WHAT NEEDS TO BE DONE: In the listing below, find the line containing "out.push(((di << 22)" and the line containing "let ti = table_index(va);". Repeat exactly those two lines and every line between them.

RECORDS PROVIDED:
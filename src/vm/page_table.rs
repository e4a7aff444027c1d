//! Per-process two-level paging
//!
//! A process owns a page directory of 1024 entries; each entry may
//! point at a 1024-entry page table. Directory and table pages live in
//! pool frames themselves. An entry packs a frame id with its flag
//! bits. Virtual addresses split as directory index (31..22), table
//! index (21..12), and page offset (11..0).

use bitflags::bitflags;

use super::frame::{FrameId, FramePool, PAGE_SIZE};

bitflags! {
    /// Leaf and directory entry attribute bits
    #[derive(Debug, Clone, Copy, PartialEq, Eq)]
    pub struct PteFlags: u32 {
        /// Mapping is live
        const PRESENT = 1 << 0;
        /// Stores are allowed
        const WRITABLE = 1 << 1;
        /// User-mode code may touch the page
        const USER = 1 << 2;
        /// The page has been read or written
        const ACCESSED = 1 << 3;
    }
}

/// Entries pack `frame_id << 12 | flags`
const FRAME_SHIFT: u32 = 12;

/// Memory operation result; the error is the faulting virtual address
pub type MemResult<T> = std::result::Result<T, u32>;

fn dir_index(va: u32) -> u32 {
    (va >> 22) & 0x3FF
}

fn table_index(va: u32) -> u32 {
    (va >> 12) & 0x3FF
}

fn page_offset(va: u32) -> u32 {
    va & 0xFFF
}

/// A process's address-space mapping
///
/// Holds only the directory frame id; all state lives in pool frames
/// so that fork can walk and duplicate it.
#[derive(Debug, Clone, Copy)]
pub struct PageTable {
    dir: FrameId,
}

impl PageTable {
    /// Allocates an empty directory
    ///
    /// The directory frame is returned so the caller can record
    /// ownership; table frames surface the same way from [`Self::map`].
    pub fn new(pool: &mut FramePool) -> crate::error::Result<(Self, FrameId)> {
        let dir = pool.alloc()?;
        Ok((PageTable { dir }, dir))
    }

    /// The directory frame id
    pub fn dir_frame(&self) -> FrameId {
        self.dir
    }

    fn read_entry(pool: &FramePool, frame: FrameId, index: u32) -> u32 {
        let bytes = pool.read(frame, index * 4, 4);
        u32::from_le_bytes([bytes[0], bytes[1], bytes[2], bytes[3]])
    }

    fn write_entry(pool: &mut FramePool, frame: FrameId, index: u32, entry: u32) {
        pool.write(frame, index * 4, &entry.to_le_bytes());
    }

    /// Installs a leaf mapping for the page containing `va`
    ///
    /// Lazily allocates the page-table frame for the directory slot;
    /// when one is created its frame id is returned so the caller can
    /// take ownership.
    pub fn map(
        &self,
        pool: &mut FramePool,
        va: u32,
        frame: FrameId,
        flags: PteFlags,
    ) -> crate::error::Result<Option<FrameId>> {
        let di = dir_index(va);
        let dir_entry = Self::read_entry(pool, self.dir, di);
        let (table, created) = if PteFlags::from_bits_truncate(dir_entry).contains(PteFlags::PRESENT)
        {
            (dir_entry >> FRAME_SHIFT, None)
        } else {
            let t = pool.alloc()?;
            Self::write_entry(
                pool,
                self.dir,
                di,
                (t << FRAME_SHIFT) | (PteFlags::PRESENT | PteFlags::WRITABLE | PteFlags::USER).bits(),
            );
            (t, Some(t))
        };
        Self::write_entry(
            pool,
            table,
            table_index(va),
            (frame << FRAME_SHIFT) | (flags | PteFlags::PRESENT).bits(),
        );
        Ok(created)
    }

    /// Clears the leaf mapping for the page containing `va`
    pub fn unmap(&self, pool: &mut FramePool, va: u32) {
        let dir_entry = Self::read_entry(pool, self.dir, dir_index(va));
        if PteFlags::from_bits_truncate(dir_entry).contains(PteFlags::PRESENT) {
            Self::write_entry(pool, dir_entry >> FRAME_SHIFT, table_index(va), 0);
        }
    }

    /// Walks both levels, returning the backing frame and page offset
    pub fn translate(&self, pool: &FramePool, va: u32) -> MemResult<(FrameId, u32)> {
        let dir_entry = Self::read_entry(pool, self.dir, dir_index(va));
        if !PteFlags::from_bits_truncate(dir_entry).contains(PteFlags::PRESENT) {
            return Err(va);
        }
        let table = dir_entry >> FRAME_SHIFT;
        let leaf = Self::read_entry(pool, table, table_index(va));
        if !PteFlags::from_bits_truncate(leaf).contains(PteFlags::PRESENT) {
            return Err(va);
        }
        Ok((leaf >> FRAME_SHIFT, page_offset(va)))
    }

    /// Flags of the leaf mapping the page containing `va`, if present
    pub fn flags_of(&self, pool: &FramePool, va: u32) -> Option<PteFlags> {
        self.translate(pool, va).ok().map(|_| {
            let dir_entry = Self::read_entry(pool, self.dir, dir_index(va));
            let leaf = Self::read_entry(pool, dir_entry >> FRAME_SHIFT, table_index(va));
            PteFlags::from_bits_truncate(leaf)
        })
    }

    /// Lists every present leaf as `(va, frame)`; fork walks this
    pub fn mappings(&self, pool: &FramePool) -> Vec<(u32, FrameId)> {
        let mut out = Vec::new();
        for di in 0..1024u32 {
            let dir_entry = Self::read_entry(pool, self.dir, di);
            if !PteFlags::from_bits_truncate(dir_entry).contains(PteFlags::PRESENT) {
                continue;
            }
            let table = dir_entry >> FRAME_SHIFT;
            for ti in 0..1024u32 {
                let leaf = Self::read_entry(pool, table, ti);
                if PteFlags::from_bits_truncate(leaf).contains(PteFlags::PRESENT) {
                    out.push(((di << 22) | (ti << 12), leaf >> FRAME_SHIFT));
                }
            }
        }
        out
    }

    fn touch(&self, pool: &mut FramePool, va: u32) {
        let dir_entry = Self::read_entry(pool, self.dir, dir_index(va));
        if PteFlags::from_bits_truncate(dir_entry).contains(PteFlags::PRESENT) {
            let table = dir_entry >> FRAME_SHIFT;
            let ti = table_index(va);
            let leaf = Self::read_entry(pool, table, ti);
            if PteFlags::from_bits_truncate(leaf).contains(PteFlags::PRESENT) {
                Self::write_entry(pool, table, ti, leaf | PteFlags::ACCESSED.bits());
            }
        }
    }

    // -------------------------------------------------------------------
    // Convenience operations over translated addresses
    // -------------------------------------------------------------------

    /// Reads bytes across page boundaries
    pub fn read_bytes(&self, pool: &mut FramePool, va: u32, buf: &mut [u8]) -> MemResult<()> {
        let mut done = 0u32;
        let len = buf.len() as u32;
        while done < len {
            let addr = va + done;
            let (frame, off) = self.translate(pool, addr)?;
            self.touch(pool, addr);
            let chunk = (PAGE_SIZE - off).min(len - done);
            buf[done as usize..(done + chunk) as usize]
                .copy_from_slice(pool.read(frame, off, chunk));
            done += chunk;
        }
        Ok(())
    }

    /// Writes bytes across page boundaries; read-only pages fault
    pub fn write_bytes(&self, pool: &mut FramePool, va: u32, bytes: &[u8]) -> MemResult<()> {
        let mut done = 0u32;
        let len = bytes.len() as u32;
        while done < len {
            let addr = va + done;
            let (frame, off) = self.translate(pool, addr)?;
            let writable = self
                .flags_of(pool, addr)
                .is_some_and(|f| f.contains(PteFlags::WRITABLE));
            if !writable {
                return Err(addr);
            }
            self.touch(pool, addr);
            let chunk = (PAGE_SIZE - off).min(len - done);
            pool.write(frame, off, &bytes[done as usize..(done + chunk) as usize]);
            done += chunk;
        }
        Ok(())
    }

    /// Reads one byte
    pub fn read_u8(&self, pool: &mut FramePool, va: u32) -> MemResult<u8> {
        let mut b = [0u8; 1];
        self.read_bytes(pool, va, &mut b)?;
        Ok(b[0])
    }

    /// Reads a little-endian 32-bit word
    pub fn read_u32(&self, pool: &mut FramePool, va: u32) -> MemResult<u32> {
        let mut b = [0u8; 4];
        self.read_bytes(pool, va, &mut b)?;
        Ok(u32::from_le_bytes(b))
    }

    /// Reads a little-endian 64-bit word
    pub fn read_u64(&self, pool: &mut FramePool, va: u32) -> MemResult<u64> {
        let mut b = [0u8; 8];
        self.read_bytes(pool, va, &mut b)?;
        Ok(u64::from_le_bytes(b))
    }

    /// Writes one byte
    pub fn write_u8(&self, pool: &mut FramePool, va: u32, v: u8) -> MemResult<()> {
        self.write_bytes(pool, va, &[v])
    }

    /// Writes a little-endian 32-bit word
    pub fn write_u32(&self, pool: &mut FramePool, va: u32, v: u32) -> MemResult<()> {
        self.write_bytes(pool, va, &v.to_le_bytes())
    }

    /// Writes a little-endian 64-bit word
    pub fn write_u64(&self, pool: &mut FramePool, va: u32, v: u64) -> MemResult<()> {
        self.write_bytes(pool, va, &v.to_le_bytes())
    }

    /// Fills `count` bytes with `value`
    pub fn memset(&self, pool: &mut FramePool, va: u32, value: u8, count: u32) -> MemResult<()> {
        let chunk = vec![value; count as usize];
        self.write_bytes(pool, va, &chunk)
    }

    /// Compares two guest ranges; returns the first difference as
    /// `left - right`, or 0 when equal
    pub fn memcmp(&self, pool: &mut FramePool, a: u32, b: u32, count: u32) -> MemResult<i32> {
        for k in 0..count {
            let x = self.read_u8(pool, a + k)?;
            let y = self.read_u8(pool, b + k)?;
            if x != y {
                return Ok(x as i32 - y as i32);
            }
        }
        Ok(0)
    }

    /// Reads a NUL-terminated guest string
    pub fn get_str(&self, pool: &mut FramePool, va: u32) -> MemResult<String> {
        let mut out = Vec::new();
        let mut addr = va;
        loop {
            let b = self.read_u8(pool, addr)?;
            if b == 0 {
                return Ok(String::from_utf8_lossy(&out).into_owned());
            }
            out.push(b);
            addr = addr.wrapping_add(1);
        }
    }

    /// Writes a guest string with its NUL terminator
    pub fn set_str(&self, pool: &mut FramePool, va: u32, s: &str) -> MemResult<()> {
        self.write_bytes(pool, va, s.as_bytes())?;
        self.write_u8(pool, va + s.len() as u32, 0)
    }

    /// Pushes one stack slot; the stack grows downward
    pub fn push(&self, pool: &mut FramePool, sp: &mut u32, value: u64) -> MemResult<()> {
        *sp = sp.wrapping_sub(8);
        self.write_u64(pool, *sp, value)
    }

    /// Pops one stack slot
    pub fn pop(&self, pool: &mut FramePool, sp: &mut u32) -> MemResult<u64> {
        let v = self.read_u64(pool, *sp)?;
        *sp = sp.wrapping_add(8);
        Ok(v)
    }
}

#[cfg(test)]
mod tests {
    use super::*;

    fn setup() -> (FramePool, PageTable) {
        let mut pool = FramePool::new(64);
        let (pt, _) = PageTable::new(&mut pool).unwrap();
        (pool, pt)
    }

    #[test]
    fn test_map_translate_unmap() {
        let (mut pool, pt) = setup();
        let frame = pool.alloc().unwrap();
        pt.map(
            &mut pool,
            0xF000_0000,
            frame,
            PteFlags::WRITABLE | PteFlags::USER,
        )
        .unwrap();
        let (f, off) = pt.translate(&pool, 0xF000_0123).unwrap();
        assert_eq!(f, frame);
        assert_eq!(off, 0x123);
        pt.unmap(&mut pool, 0xF000_0000);
        assert_eq!(pt.translate(&pool, 0xF000_0123), Err(0xF000_0123));
    }

    #[test]
    fn test_unmapped_address_faults() {
        let (pool, pt) = setup();
        assert_eq!(pt.translate(&pool, 0xD000_0000), Err(0xD000_0000));
    }

    #[test]
    fn test_lazy_table_allocation() {
        let (mut pool, pt) = setup();
        let before = pool.free_count();
        let frame = pool.alloc().unwrap();
        let created = pt
            .map(&mut pool, 0xC000_0000, frame, PteFlags::USER)
            .unwrap();
        assert!(created.is_some());
        // mapping a second page in the same 4MB window reuses the table
        let frame2 = pool.alloc().unwrap();
        let again = pt
            .map(&mut pool, 0xC000_1000, frame2, PteFlags::USER)
            .unwrap();
        assert!(again.is_none());
        assert_eq!(pool.free_count(), before - 3);
    }

    #[test]
    fn test_cross_page_write_read() {
        let (mut pool, pt) = setup();
        for page in 0..2u32 {
            let f = pool.alloc().unwrap();
            pt.map(
                &mut pool,
                0xF000_0000 + page * PAGE_SIZE,
                f,
                PteFlags::WRITABLE | PteFlags::USER,
            )
            .unwrap();
        }
        let va = 0xF000_0000 + PAGE_SIZE - 3;
        pt.write_bytes(&mut pool, va, b"straddle").unwrap();
        let mut buf = [0u8; 8];
        pt.read_bytes(&mut pool, va, &mut buf).unwrap();
        assert_eq!(&buf, b"straddle");
    }

    #[test]
    fn test_string_round_trip() {
        let (mut pool, pt) = setup();
        let f = pool.alloc().unwrap();
        pt.map(&mut pool, 0xD000_0000, f, PteFlags::WRITABLE | PteFlags::USER)
            .unwrap();
        pt.set_str(&mut pool, 0xD000_0010, "vfs path").unwrap();
        assert_eq!(pt.get_str(&mut pool, 0xD000_0010).unwrap(), "vfs path");
    }

    #[test]
    fn test_stack_push_pop() {
        let (mut pool, pt) = setup();
        let f = pool.alloc().unwrap();
        pt.map(
            &mut pool,
            0xE000_0000 - PAGE_SIZE,
            f,
            PteFlags::WRITABLE | PteFlags::USER,
        )
        .unwrap();
        let mut sp = 0xE000_0000;
        pt.push(&mut pool, &mut sp, 0xDEAD_BEEF_0BAD_F00D).unwrap();
        pt.push(&mut pool, &mut sp, 7).unwrap();
        assert_eq!(sp, 0xE000_0000 - 16);
        assert_eq!(pt.pop(&mut pool, &mut sp).unwrap(), 7);
        assert_eq!(pt.pop(&mut pool, &mut sp).unwrap(), 0xDEAD_BEEF_0BAD_F00D);
    }

    #[test]
    fn test_accessed_flag_set_on_use() {
        let (mut pool, pt) = setup();
        let f = pool.alloc().unwrap();
        pt.map(&mut pool, 0xF000_0000, f, PteFlags::WRITABLE | PteFlags::USER)
            .unwrap();
        assert!(!pt
            .flags_of(&pool, 0xF000_0000)
            .unwrap()
            .contains(PteFlags::ACCESSED));
        pt.read_u8(&mut pool, 0xF000_0000).unwrap();
        assert!(pt
            .flags_of(&pool, 0xF000_0000)
            .unwrap()
            .contains(PteFlags::ACCESSED));
    }

    #[test]
    fn test_read_only_page_rejects_store() {
        let (mut pool, pt) = setup();
        let f = pool.alloc().unwrap();
        pt.map(&mut pool, 0xC000_0000, f, PteFlags::USER).unwrap();
        assert!(pt.read_u32(&mut pool, 0xC000_0000).is_ok());
        assert_eq!(pt.write_u8(&mut pool, 0xC000_0010, 1), Err(0xC000_0010));
    }

    #[test]
    fn test_memset_and_memcmp() {
        let (mut pool, pt) = setup();
        for page in 0..2u32 {
            let f = pool.alloc().unwrap();
            pt.map(
                &mut pool,
                0xF000_0000 + page * PAGE_SIZE,
                f,
                PteFlags::WRITABLE | PteFlags::USER,
            )
            .unwrap();
        }
        pt.memset(&mut pool, 0xF000_0000, 0x5A, 64).unwrap();
        pt.memset(&mut pool, 0xF000_1000, 0x5A, 64).unwrap();
        assert_eq!(
            pt.memcmp(&mut pool, 0xF000_0000, 0xF000_1000, 64).unwrap(),
            0
        );
        pt.write_u8(&mut pool, 0xF000_1020, 0x00).unwrap();
        assert!(pt.memcmp(&mut pool, 0xF000_0000, 0xF000_1000, 64).unwrap() > 0);
    }
}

EXERCISE OUTPUT:
                    out.push(((di << 22) | (ti << 12), leaf >> FRAME_SHIFT));
                }
            }
        }
        out
    }

    fn touch(&self, pool: &mut FramePool, va: u32) {
        let dir_entry = Self::read_entry(pool, self.dir, dir_index(va));
        if PteFlags::from_bits_truncate(dir_entry).contains(PteFlags::PRESENT) {
            let table = dir_entry >> FRAME_SHIFT;
            let ti = table_index(va);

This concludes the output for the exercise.